Ce que tu m'as dit de l'étude de la philosophie était très
juste, sauf un point. Il n'y a pas besoin pour cela de passer
par le scepticisme, il suffit seulement de le connaître, de
savoir quels sont les philosophes qui y ont abouti, et de se
rendre compte des causes de cette singulière erreur, afin
de pouvoir la combattre chez ceux où on la trouve et de
pouvoir s'en préserver soi-même. Mais ici, j'ai un conseil
à te donner à propos des discussions. Il te sera utile de
causer quelquefois de religion avec ceux qui en parle-
ront sérieusement, froidement, avec une bonne foi réelle,
et un sincère amour de s'instruire.
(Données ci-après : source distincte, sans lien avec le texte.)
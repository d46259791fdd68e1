//! Comparer for statements inside one member or lambda body.

use crate::parser::SyntaxKind;
use crate::syntax::ast::{
    CatchClause, EmbeddedStatementOwner, ForEachStatement, ForStatement, IfStatement, Lambda,
    UsingStatement,
};
use crate::syntax::{AstNode, NodeRef, are_equivalent, are_equivalent_exact, are_equivalent_ignoring_lambda_bodies};

use super::comparer::TreeComparer;
use super::distance::{
    adjust_for_locals_in_block, block_locals_distance, combine_optional, declaration_locals_distance,
    name_distance, node_distance, node_list_distance, value_distance,
};
use super::label::{Classification, Label, StatementLabel};

/// Matches statements of a body. The roots are labeled `Root` and never
/// match anything but each other. Lambda and local function bodies are not
/// entered; they are matched separately.
#[derive(Debug, Clone, Copy, Default)]
pub struct StatementSyntaxComparer<'t> {
    old_root: Option<NodeRef<'t>>,
    new_root: Option<NodeRef<'t>>,
}

impl<'t> StatementSyntaxComparer<'t> {
    pub fn new(old_root: NodeRef<'t>, new_root: NodeRef<'t>) -> Self {
        Self {
            old_root: Some(old_root),
            new_root: Some(new_root),
        }
    }

    pub fn is_root(&self, node: NodeRef<'t>) -> bool {
        self.old_root == Some(node) || self.new_root == Some(node)
    }

    fn parent_label(&self, node: NodeRef<'t>) -> Option<StatementLabel> {
        node.parent().map(|p| self.label(p))
    }

    fn block_distance(&self, old: NodeRef<'t>, new: NodeRef<'t>) -> f64 {
        let (Some(old_parent), Some(new_parent)) = (old.parent(), new.parent()) else {
            return 0.0;
        };
        if self.parent_label(old) != self.parent_label(new) {
            return 0.2 + 0.8 * weighted_block_distance(old, new);
        }
        match old_parent.kind() {
            SyntaxKind::IF_STATEMENT
            | SyntaxKind::FOREACH_STATEMENT
            | SyntaxKind::FOR_STATEMENT
            | SyntaxKind::WHILE_STATEMENT
            | SyntaxKind::DO_STATEMENT
            | SyntaxKind::LOCK_STATEMENT
            | SyntaxKind::USING_STATEMENT
            | SyntaxKind::SWITCH_SECTION => self.distance(old_parent, new_parent),
            SyntaxKind::CATCH_CLAUSE => {
                let old_catch = CatchClause(old_parent);
                let new_catch = CatchClause(new_parent);
                let bare = |c: CatchClause<'t>| c.declaration().is_none() && c.filter().is_none();
                if bare(old_catch) && bare(new_catch) {
                    // Bare catch blocks are told apart by their try blocks
                    let old_try = old_parent.parent().and_then(|t| t.child_node(SyntaxKind::BLOCK));
                    let new_try = new_parent.parent().and_then(|t| t.child_node(SyntaxKind::BLOCK));
                    let tries = match (old_try, new_try) {
                        (Some(old_try), Some(new_try)) => value_distance(old_try, new_try),
                        (None, None) => 0.0,
                        _ => 1.0,
                    };
                    0.5 * tries + 0.5 * value_distance(old, new)
                } else {
                    self.distance(old_parent, new_parent)
                }
            }
            SyntaxKind::CHECKED_STATEMENT
            | SyntaxKind::UNCHECKED_STATEMENT
            | SyntaxKind::ELSE_CLAUSE
            | SyntaxKind::FINALLY_CLAUSE
            | SyntaxKind::TRY_STATEMENT => 0.2 * value_distance(old, new),
            _ => weighted_block_distance(old, new),
        }
    }
}

impl<'t> TreeComparer<'t> for StatementSyntaxComparer<'t> {
    type Label = StatementLabel;

    fn classify(&self, node: NodeRef<'t>) -> Classification<StatementLabel> {
        if self.is_root(node) {
            return Classification {
                label: StatementLabel::Root,
                is_leaf: false,
            };
        }
        StatementLabel::classify(node.kind(), node.parent().map(|p| p.kind()))
    }

    fn parent(&self, node: NodeRef<'t>) -> Option<NodeRef<'t>> {
        if self.is_root(node) {
            return None;
        }
        node.ancestors().skip(1).find(|a| self.has_label(*a))
    }

    fn descends_into(&self, node: NodeRef<'t>) -> bool {
        if self.is_root(node) {
            return true;
        }
        !self.classify(node).is_leaf && !node.kind().is_nested_function()
    }

    fn weighted_distance(&self, old: NodeRef<'t>, new: NodeRef<'t>) -> Option<f64> {
        let distance = match old.kind() {
            SyntaxKind::BLOCK => self.block_distance(old, new),
            SyntaxKind::VARIABLE_DECLARATOR => name_distance(
                old.identifier().map(|t| t.text()),
                new.identifier().map(|t| t.text()),
            ),
            SyntaxKind::IF_STATEMENT => {
                let (old, new) = (IfStatement(old), IfStatement(new));
                header_distance(old.condition(), old.statement(), new.condition(), new.statement())
            }
            SyntaxKind::WHILE_STATEMENT | SyntaxKind::DO_STATEMENT | SyntaxKind::LOCK_STATEMENT => {
                let (old, new) = (EmbeddedStatementOwner(old), EmbeddedStatementOwner(new));
                header_distance(old.expression(), old.statement(), new.expression(), new.statement())
            }
            SyntaxKind::FOR_STATEMENT => for_distance(ForStatement(old), ForStatement(new)),
            SyntaxKind::FOREACH_STATEMENT => foreach_distance(ForEachStatement(old), ForEachStatement(new)),
            SyntaxKind::USING_STATEMENT => using_distance(UsingStatement(old), UsingStatement(new)),
            SyntaxKind::CATCH_CLAUSE => {
                let (old, new) = (CatchClause(old), CatchClause(new));
                let blocks = node_distance(old.block(), new.block());
                let distance = combine_optional(
                    blocks,
                    (old.declaration(), new.declaration()),
                    (old.filter(), new.filter()),
                    0.8,
                    0.5,
                );
                adjust_for_locals_in_block(distance, old.block(), new.block(), 0.3)
            }
            SyntaxKind::SIMPLE_LAMBDA_EXPRESSION
            | SyntaxKind::PARENTHESIZED_LAMBDA_EXPRESSION
            | SyntaxKind::LOCAL_FUNCTION_STATEMENT => nested_function_distance(old, new)?,
            SyntaxKind::YIELD_RETURN_STATEMENT | SyntaxKind::YIELD_BREAK_STATEMENT => {
                // The yielded values matter less than the state machine shape
                if old.kind() == new.kind() { 0.0 } else { 0.1 }
            }
            _ => return None,
        };
        Some(distance)
    }

    fn values_equal(&self, old: NodeRef<'t>, new: NodeRef<'t>) -> bool {
        match old.kind() {
            // Everything but the punctuation is labeled
            SyntaxKind::FOR_STATEMENT => true,
            SyntaxKind::SWITCH_SECTION => {
                let labels = |n: NodeRef<'t>| {
                    n.children()
                        .filter(|c| !c.kind().is_statement())
                        .collect::<Vec<_>>()
                };
                let (old_labels, new_labels) = (labels(old), labels(new));
                old_labels.len() == new_labels.len()
                    && old_labels
                        .iter()
                        .zip(&new_labels)
                        .all(|(a, b)| are_equivalent(*a, *b, |c| self.has_label_any(c)))
            }
            kind if kind.is_nested_function() => are_equivalent_ignoring_lambda_bodies(old, new),
            _ if self.classify(old).is_leaf => are_equivalent_exact(old, new),
            _ => are_equivalent(old, new, |c| self.has_label_any(c)),
        }
    }
}

impl StatementSyntaxComparer<'_> {
    /// Label test usable for nodes of any lifetime. Roots are never
    /// children of the nodes being compared.
    fn has_label_any(&self, node: NodeRef<'_>) -> bool {
        let parent = node.parent().map(|p| p.kind());
        !StatementLabel::classify(node.kind(), parent).label.is_ignored()
    }
}

// ============================================================================
// Weighted distances
// ============================================================================

fn weighted_block_distance(old: NodeRef<'_>, new: NodeRef<'_>) -> f64 {
    block_locals_distance(old, new).unwrap_or_else(|| value_distance(old, new))
}

/// Statements with a header (condition, lock target) and an embedded
/// statement; the header dominates
fn header_distance(
    old_header: Option<NodeRef<'_>>,
    old_statement: Option<NodeRef<'_>>,
    new_header: Option<NodeRef<'_>>,
    new_statement: Option<NodeRef<'_>>,
) -> f64 {
    let headers = node_distance(old_header, new_header);
    let statements = node_distance(old_statement, new_statement);
    let distance = headers * 0.6 + statements * 0.4;
    adjust_for_locals_in_block(distance, old_statement, new_statement, 0.5)
}

fn for_distance(old: ForStatement<'_>, new: ForStatement<'_>) -> f64 {
    let statements = node_distance(old.statement(), new.statement());
    let conditions = node_distance(old.condition(), new.condition());
    let incrementors = node_list_distance(&old.incrementors(), &new.incrementors());
    let distance = conditions * 0.3 + incrementors * 0.3 + statements * 0.4;
    match declaration_locals_distance(old.declaration(), new.declaration()) {
        Some(locals) => distance * 0.4 + locals * 0.6,
        None => distance,
    }
}

fn foreach_distance(old: ForEachStatement<'_>, new: ForEachStatement<'_>) -> f64 {
    let statements = node_distance(old.statement(), new.statement());
    let expressions = node_distance(old.expression(), new.expression());
    let identifiers = name_distance(
        old.identifier().map(|t| t.text()),
        new.identifier().map(|t| t.text()),
    );
    let distance = identifiers * 0.6 + expressions * 0.2 + statements * 0.2;
    adjust_for_locals_in_block(distance, old.statement(), new.statement(), 0.6)
}

fn using_distance(old: UsingStatement<'_>, new: UsingStatement<'_>) -> f64 {
    match declaration_locals_distance(old.declaration(), new.declaration()) {
        Some(locals) => {
            let statements = node_distance(old.statement(), new.statement());
            statements * 0.2 + locals * 0.8
        }
        None => {
            let old_header = using_header(old);
            let new_header = using_header(new);
            header_distance(old_header, old.statement(), new_header, new.statement())
        }
    }
}

fn using_header<'t>(using: UsingStatement<'t>) -> Option<NodeRef<'t>> {
    using.expression().or(using.declaration())
}

/// An async mismatch keeps lambdas apart; otherwise parameters weigh more
/// than bodies
fn nested_function_distance(old: NodeRef<'_>, new: NodeRef<'_>) -> Option<f64> {
    let old = Lambda::cast(old)?;
    let new = Lambda::cast(new)?;
    if old.is_async() != new.is_async() {
        return Some(1.0);
    }
    let parameters = {
        let old_params: Vec<_> = old.parameters().iter().map(|p| p.syntax()).collect();
        let new_params: Vec<_> = new.parameters().iter().map(|p| p.syntax()).collect();
        node_list_distance(&old_params, &new_params)
    };
    let bodies = node_distance(old.body(), new.body());
    let mut distance = parameters * 0.6 + bodies * 0.4;
    if old.is_local_function() {
        let names = name_distance(
            old.name().map(|t| t.text()),
            new.name().map(|t| t.text()),
        );
        distance = distance * 0.5 + names * 0.5;
    }
    Some(distance)
}
//! Tree matching and edit scripts.
//!
//! ```text
//! old tree ─┐
//!           ├─ Match (labels, LCS seeding, greedy passes) ─→ EditScript
//! new tree ─┘
//! ```
//!
//! Two labeling schemes exist: [`TopSyntaxComparer`] for declarations and
//! [`StatementSyntaxComparer`] for the statements of one body. Bodies of
//! lambdas and local functions are matched separately, see [`BodyMatch`].

mod body;
mod comparer;
mod distance;
mod edit_script;
mod label;
pub mod lcs;
mod matching;
mod statement;
mod top;

pub use body::{BodyMatch, NestedBodyMatch, StatementMatch, directly_contains};
pub use comparer::TreeComparer;
pub use distance::MatchingDistance;
pub use edit_script::{Edit, EditKind, EditMap, EditScript};
pub use label::{Classification, Label, StatementLabel, TopLabel};
pub use lcs::SequenceEdit;
pub use matching::Match;
pub use statement::StatementSyntaxComparer;
pub use top::{TopSyntaxComparer, declaration_name};

/// Top-level match of two compilation units
pub type TopMatch<'t> = Match<'t, TopSyntaxComparer>;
Mais, dès que la passion
s'en mêlera, il faudra immédiatement te taire, quoiqu'il
doive t'en coûter, et lors même qu'on attribuerait ce silence
à l'impuissance de répondre. En effet, que pourraient les
meilleures raisons du monde contre la passion ? Ainsi, si
ton interlocuteur s'échauffe, s'il cherche un refuge dans la
mauvaise foi, s'il se lance dans la discussion de faits histo-
riques inconnus, laisse-le parler et abstiens-toi sur-le-champ.
Tout ce que tu pourrais dire ne pourrait pas le convraincre,
puisqu'il ne veut pas être convaincu et ce ne pourrait que
l'irriter davantage contre une foi que nous devons faire
aimer.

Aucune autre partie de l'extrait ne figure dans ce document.